Die wenigen Untersuchungen zu muskulären Spannungen (Dehnungsspannung) ergeben ein noch widersprüchlicheres Bild. Was bisher nicht genügend Berücksichtigung fand, ist die Frage nach der Ursache der oben genannten Veränderungen. Hierzu bieten sowohl biochemische als auch neurophysiologische Verfahren (CK, H-Reflex) einen Forschungsansatz, der in einer interdisziplinären Zusammenarbeit des Sportmedizinischen Instituts Saarbrücken und des Sportwissenschaftlichen Instituts Frankfurt angegangen wird.
Methodisches Vorgehen:
1. In einer vierwöchigen Längsschnittsstudie sollen die Effektivität der statischen, postisometrischen und dynamischen Dehnmethode bezüglich der Dehnungsspannung und der maximalen Bewegungsreichweite untersucht werden.

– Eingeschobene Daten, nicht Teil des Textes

//! Process configuration assembled from command line flags and environment.

use std::net::SocketAddr;
use std::str::FromStr;
use std::time::Duration;

use axum::http::HeaderName;
use clap::ArgMatches;
use log::LevelFilter;
use url::Url;

use crate::core::network_monitor::{
    Criteria, DownNodesCriterion, HeightCriterion, MonitorSettings, MonitorState, NetworkScheme,
    StateHashCriterion,
};
use crate::error::{NetmonError, Result};

#[derive(Debug, Clone)]
pub struct AppConfig {
    pub log_level: LevelFilter,
    pub bind_addr: SocketAddr,
    pub network: NetworkScheme,
    pub stats_url: Url,
    pub poll_interval: Duration,
    pub history_size: usize,
    pub errors_streak: usize,
    pub initial_state: MonitorState,
    pub auth_header: HeaderName,
    pub auth_token: String,
    pub max_response_size: usize,
    pub request_timeout: Duration,
    pub criteria: Criteria,
}

impl AppConfig {
    pub fn from_matches(matches: &ArgMatches) -> Result<Self> {
        let stats_url = value(matches, "stats-url")?;
        let stats_url = Url::parse(stats_url)
            .map_err(|e| NetmonError::config(format!("invalid stats url {:?}: {}", stats_url, e)))?;
        if !matches!(stats_url.scheme(), "http" | "https") {
            return Err(NetmonError::config(format!(
                "stats url must be http or https, got {:?}",
                stats_url.as_str()
            )));
        }

        let auth_header = value(matches, "http-auth-header")?;
        let auth_header = HeaderName::from_bytes(auth_header.as_bytes())
            .map_err(|_| NetmonError::config(format!("invalid http auth header {:?}", auth_header)))?;

        let criteria = Criteria {
            down_nodes: DownNodesCriterion {
                total_down_fraction: parse(matches, "criterion-down-total-part")?,
            },
            height: HeightCriterion {
                height_diff: parse(matches, "criterion-height-diff")?,
                min_nodes_on_extreme_height: parse(
                    matches,
                    "criterion-height-require-min-nodes-on-same-height",
                )?,
            },
            state_hash: StateHashCriterion {
                min_groups_on_same_height: parse(matches, "criterion-statehash-min-groups-on-same-height")?,
                min_valuable_groups: parse(matches, "criterion-statehash-min-valuable-groups")?,
                min_nodes_per_valuable_group: parse(
                    matches,
                    "criterion-statehash-min-nodes-in-valuable-group",
                )?,
                min_nodes_on_height: parse(
                    matches,
                    "criterion-statehash-require-min-nodes-on-same-height",
                )?,
            },
        };
        criteria.validate()?;

        let config = Self {
            log_level: parse_log_level(value(matches, "log-level")?)?,
            bind_addr: parse(matches, "bind-addr")?,
            network: value(matches, "network-scheme")?.parse()?,
            stats_url,
            poll_interval: parse_duration(value(matches, "stats-poll-interval")?)?,
            history_size: parse(matches, "stats-history-size")?,
            errors_streak: parse(matches, "network-errors-streak")?,
            initial_state: value(matches, "initial-mon-state")?.parse()?,
            auth_header,
            auth_token: value(matches, "http-auth-token")?.to_string(),
            max_response_size: parse(matches, "stats-max-response-size")?,
            request_timeout: parse_duration(value(matches, "stats-request-timeout")?)?,
            criteria,
        };

        if config.history_size < 1 {
            return Err(NetmonError::config("stats history size should be greater than zero"));
        }
        if config.errors_streak < 1 {
            return Err(NetmonError::config(
                "network errors streak should be greater than zero",
            ));
        }
        if config.max_response_size < 1 {
            return Err(NetmonError::config(
                "stats max response size should be greater than zero",
            ));
        }

        Ok(config)
    }

    pub fn monitor_settings(&self) -> MonitorSettings {
        MonitorSettings {
            initial_state: self.initial_state,
            network: self.network,
            history_size: self.history_size,
            alert_streak_threshold: self.errors_streak,
            criteria: self.criteria.clone(),
        }
    }

    /// Whether privileged routes can ever be authorized.
    pub fn auth_enabled(&self) -> bool {
        !self.auth_token.is_empty()
    }
}

fn value<'a>(matches: &'a ArgMatches, id: &str) -> Result<&'a str> {
    matches
        .get_one::<String>(id)
        .map(String::as_str)
        .ok_or_else(|| NetmonError::config(format!("missing value for --{}", id)))
}

fn parse<T>(matches: &ArgMatches, id: &str) -> Result<T>
where
    T: FromStr,
    T::Err: std::fmt::Display,
{
    let raw = value(matches, id)?;
    raw.trim()
        .parse()
        .map_err(|e| NetmonError::config(format!("invalid value {:?} for --{}: {}", raw, id, e)))
}

/// Map a level name to a filter. `DEV` is an alias of `DEBUG` and `FATAL`
/// maps to `ERROR`.
pub fn parse_log_level(level: &str) -> Result<LevelFilter> {
    match level.trim().to_ascii_uppercase().as_str() {
        "DEV" | "DEBUG" => Ok(LevelFilter::Debug),
        "INFO" => Ok(LevelFilter::Info),
        "WARN" | "WARNING" => Ok(LevelFilter::Warn),
        "ERROR" | "FATAL" => Ok(LevelFilter::Error),
        _ => Err(NetmonError::config(format!("invalid log level {:?}", level))),
    }
}

/// Parse durations like `1m`, `30s`, `1500ms`, `2h` or `1m30s`. A bare
/// number is taken as seconds. Zero is rejected.
pub fn parse_duration(input: &str) -> Result<Duration> {
    let invalid = || NetmonError::config(format!("invalid duration {:?}", input));
    let text = input.trim();
    if text.is_empty() {
        return Err(invalid());
    }

    let total = if let Ok(secs) = text.parse::<u64>() {
        Duration::from_secs(secs)
    } else {
        let mut total = Duration::ZERO;
        let mut rest = text;
        while !rest.is_empty() {
            let digits = rest.find(|c: char| !c.is_ascii_digit()).unwrap_or(rest.len());
            if digits == 0 {
                return Err(invalid());
            }
            let amount: u64 = rest[..digits].parse().map_err(|_| invalid())?;
            rest = &rest[digits..];

            let unit_len = rest.find(|c: char| c.is_ascii_digit()).unwrap_or(rest.len());
            let unit = match &rest[..unit_len] {
                "ms" => Duration::from_millis(amount),
                "s" => Duration::from_secs(amount),
                "m" => Duration::from_secs(amount.checked_mul(60).ok_or_else(invalid)?),
                "h" => Duration::from_secs(amount.checked_mul(3600).ok_or_else(invalid)?),
                _ => return Err(invalid()),
            };
            rest = &rest[unit_len..];
            total = total.checked_add(unit).ok_or_else(invalid)?;
        }
        total
    };

    if total.is_zero() {
        return Err(NetmonError::config(format!(
            "duration {:?} should be greater than zero",
            input
        )));
    }
    Ok(total)
}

2. In zwei Querschnittsstudien sollen die Ursachen für die Veränderung der maximalen Bewegungsreichweite analysiert werden.
Zu:
(1) Hierbei führten 36 Versuchspersonen ein vierwöchiges Beweglichkeitstraining mit 16 Dehneinheiten an der ischiocruralen Muskulatur durch, wobei die in Vorstudien erarbeitete strenge Standardisierung beibehalten wurde.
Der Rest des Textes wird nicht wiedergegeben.